Output may show warnings and should look like:

> python3 -m pytest soda/core/tests/
=============================================================== test session starts ===============================================================
platform darwin -- Python 3.8.12, pytest-7.0.1, pluggy-1.0.0
...
soda/core/tests/unit/test_telemetry.py::test_fail_secret[something-secret] PASSED                                                           [ 98%]
soda/core/tests/unit/test_telemetry.py::test_non_soda_span_filtering PASSED                                                                 [ 99%]
soda/core/tests/unit/test_variables.py::test_variables PASSED                                                                               [100%]

================================================================ warnings summary =================================================================
.venv/lib/python3.8/site-packages/opentelemetry/sdk/trace/__init__.py:1144
  /Users/tom/Code/soda-core/.venv/lib/python3.8/site-packages/opentelemetry/sdk/trace/__init__.py:1144: DeprecationWarning: Call to deprecated method __init__. (You should use InstrumentationScope) -- Deprecated since version 1.11.1.
    InstrumentationInfo(

-- Docs: https://docs.pytest.org/en/stable/how-to/capture-warnings.html
=================================================== 129 passed, 21 skipped, 1 warning in 3.47s ====================================================

Activating the virtual environment and running the tests is also available as scripts/run_tests.sh

Before pushing commits or asking to review a pull request, we ask that you verify successful execution of the following test suite on your machine.

Running tests in your IDE

Configure the following source paths:

  • soda/core
  • soda/scientific
  • soda/athena
  • soda/bigquery
  • soda/postgres
  • soda/snowflake
  • soda/spark
  • soda/spark_df

Running local tests on a specific data source

Copy .env.example to .env and update the contents. Ask one of the other engineers to help get the credentials.

By default, the test suite will run on your local postgres.

In your .env, uncomment one of the following environment variables to run on a different data source:

# test_data_source=athena
# test_data_source=bigquery
# test_data_source=postgres
# test_data_source=redshift
# test_data_source=snowflake
# test_data_source=spark
# test_data_source=spark_df

Testing with Tox

The CI environment uses Tox to run the test suite matrix combinations.

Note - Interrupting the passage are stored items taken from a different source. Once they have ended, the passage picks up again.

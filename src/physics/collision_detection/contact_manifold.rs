use glam::Vec2;

#[cfg(feature = "serde")]
use serde::{Deserialize, Serialize};

use crate::physics::body_properties::RigidPose;
use crate::physics::settings::MAX_MANIFOLD_POINTS;
use crate::utilities::math_helper::EPSILON;

/// Kind of geometric feature that produced a contact point.
#[repr(u8)]
#[derive(Debug, Clone, Copy, PartialEq, Eq, Hash, Default)]
#[cfg_attr(feature = "serde", derive(Serialize, Deserialize))]
pub enum ContactFeatureType {
    #[default]
    Vertex = 0,
    Face = 1,
}

/// Identifies the pair of features that intersect to form a contact point. Stable across
/// steps as long as the same features stay in contact, which is what warm starting keys on.
#[repr(C)]
#[derive(Debug, Clone, Copy, PartialEq, Eq, Hash, Default)]
#[cfg_attr(feature = "serde", derive(Serialize, Deserialize))]
pub struct ContactFeature {
    /// Feature index on shape A.
    pub index_a: u8,
    /// Feature index on shape B.
    pub index_b: u8,
    pub type_a: ContactFeatureType,
    pub type_b: ContactFeatureType,
}

const _: () = {
    assert!(std::mem::size_of::<ContactFeature>() == 4);
};

impl ContactFeature {
    #[inline(always)]
    pub fn new(
        index_a: u8,
        index_b: u8,
        type_a: ContactFeatureType,
        type_b: ContactFeatureType,
    ) -> Self {
        Self {
            index_a,
            index_b,
            type_a,
            type_b,
        }
    }

    /// Packs the feature pair into one comparable value.
    #[inline(always)]
    pub fn key(&self) -> u32 {
        u32::from_le_bytes([
            self.index_a,
            self.index_b,
            self.type_a as u8,
            self.type_b as u8,
        ])
    }

    /// Swaps the roles of shape A and shape B.
    #[inline(always)]
    pub fn flipped(&self) -> Self {
        Self {
            index_a: self.index_b,
            index_b: self.index_a,
            type_a: self.type_b,
            type_b: self.type_a,
        }
    }
}

/// A contact point belonging to a manifold.
#[derive(Debug, Clone, Copy, PartialEq, Default)]
#[cfg_attr(feature = "serde", derive(Serialize, Deserialize))]
pub struct ManifoldPoint {
    /// Meaning depends on the manifold type:
    /// - Circles: the center of circle B
    /// - FaceA: the clip point on B, in B's frame
    /// - FaceB: the clip point on A, in A's frame
    pub local_point: Vec2,
    /// Accumulated non-penetration impulse.
    pub normal_impulse: f32,
    /// Accumulated friction impulse.
    pub tangent_impulse: f32,
    pub id: ContactFeature,
}

#[derive(Debug, Clone, Copy, PartialEq, Eq, Hash, Default)]
#[cfg_attr(feature = "serde", derive(Serialize, Deserialize))]
pub enum ManifoldType {
    #[default]
    Circles,
    FaceA,
    FaceB,
}

/// Contact points between two shapes, expressed in the frames of the shapes so that the
/// manifold stays valid under the small motions of a single step.
///
/// - Circles: `local_point` is the center of circle A, `local_normal` is unused
/// - FaceA: `local_point` is on the reference face of A, `local_normal` is its normal
/// - FaceB: `local_point` is on the reference face of B, `local_normal` is its normal
#[derive(Debug, Clone, Copy, PartialEq, Default)]
#[cfg_attr(feature = "serde", derive(Serialize, Deserialize))]
pub struct Manifold {
    pub points: [ManifoldPoint; MAX_MANIFOLD_POINTS],
    pub local_normal: Vec2,
    pub local_point: Vec2,
    pub manifold_type: ManifoldType,
    pub point_count: usize,
}

impl Manifold {
    /// The live points.
    #[inline(always)]
    pub fn points(&self) -> &[ManifoldPoint] {
        &self.points[..self.point_count]
    }

    #[inline(always)]
    pub fn points_mut(&mut self) -> &mut [ManifoldPoint] {
        &mut self.points[..self.point_count]
    }

    #[inline(always)]
    pub fn is_empty(&self) -> bool {
        self.point_count == 0
    }
}

/// Vertex produced while clipping an incident edge against a reference face.
#[derive(Debug, Clone, Copy, PartialEq, Default)]
pub struct ClipVertex {
    pub v: Vec2,
    pub id: ContactFeature,
}

/// A manifold resolved into world space for the current transforms.
#[derive(Debug, Clone, Copy, PartialEq, Default)]
pub struct WorldManifold {
    /// Points from shape A to shape B.
    pub normal: Vec2,
    /// Midway between the two surfaces at each contact point.
    pub points: [Vec2; MAX_MANIFOLD_POINTS],
    /// Negative when the shapes overlap.
    pub separations: [f32; MAX_MANIFOLD_POINTS],
}

impl WorldManifold {
    /// Evaluates the manifold with the given transforms and skin radii.
    pub fn initialize(
        manifold: &Manifold,
        xf_a: &RigidPose,
        radius_a: f32,
        xf_b: &RigidPose,
        radius_b: f32,
    ) -> Self {
        let mut world = Self::default();
        if manifold.point_count == 0 {
            return world;
        }

        match manifold.manifold_type {
            ManifoldType::Circles => {
                world.normal = Vec2::X;
                let point_a = xf_a.transform(manifold.local_point);
                let point_b = xf_b.transform(manifold.points[0].local_point);
                if point_a.distance_squared(point_b) > EPSILON * EPSILON {
                    world.normal = (point_b - point_a).normalize();
                }

                let c_a = point_a + radius_a * world.normal;
                let c_b = point_b - radius_b * world.normal;
                world.points[0] = 0.5 * (c_a + c_b);
                world.separations[0] = (c_b - c_a).dot(world.normal);
            }
            ManifoldType::FaceA => {
                world.normal = xf_a.rotation.apply(manifold.local_normal);
                let plane_point = xf_a.transform(manifold.local_point);

                for (i, point) in manifold.points().iter().enumerate() {
                    let clip_point = xf_b.transform(point.local_point);
                    let c_a = clip_point
                        + (radius_a - (clip_point - plane_point).dot(world.normal)) * world.normal;
                    let c_b = clip_point - radius_b * world.normal;
                    world.points[i] = 0.5 * (c_a + c_b);
                    world.separations[i] = (c_b - c_a).dot(world.normal);
                }
            }
            ManifoldType::FaceB => {
                let normal = xf_b.rotation.apply(manifold.local_normal);
                let plane_point = xf_b.transform(manifold.local_point);

                for (i, point) in manifold.points().iter().enumerate() {
                    let clip_point = xf_a.transform(point.local_point);
                    let c_b = clip_point
                        + (radius_b - (clip_point - plane_point).dot(normal)) * normal;
                    let c_a = clip_point - radius_a * normal;
                    world.points[i] = 0.5 * (c_a + c_b);
                    world.separations[i] = (c_a - c_b).dot(normal);
                }

                // Keep the A-to-B convention.
                world.normal = -normal;
            }
        }
        world
    }
}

tox -- soda -k soda/snowflake

I believe this will launch separate test container(s), even if you already have a local postgres running.

CI

CI is configured in .github/workflows/workflow.yml

The secrets used in that file are configured in GitHub: https://github.com/sodadata/soda-core/settings/secrets/actions

Testing cross cutting concerns

There are a couple of cross cutting concerns that need to be tested over a variety of functional test scenarios. To do this, we introduce environment variables that if set, activate the cross cutting feature while executing the full test suite.

TODO update this list! I think some of these are obsolete.

  • export WESTMALLE=LEKKER : activates soda cloud connection
  • export CHIMAY=YUMMIE : activates local storage of files
  • export ROCHEFORT=HMMM : activates notifications

Code guidelines and style

  • CI runs pre-commit hooks and uses pre-commit CI to do all code style and formatting for us, so we do not need to sweat about it. In case you want, you can run the hooks locally using pre-commit run --all-files.
  • Try to strike a balance between “self-explanatory clean code” and using comments.
  • Follow git commit message guidelines. Always reference a github issue in the body of the commit message using #xxx format.
  • Use latest Python code style whenever applicable and reasonable:
    • 3.9+ style type annotations, e.g. dict over Dict, use str | None over Optional[str] etc.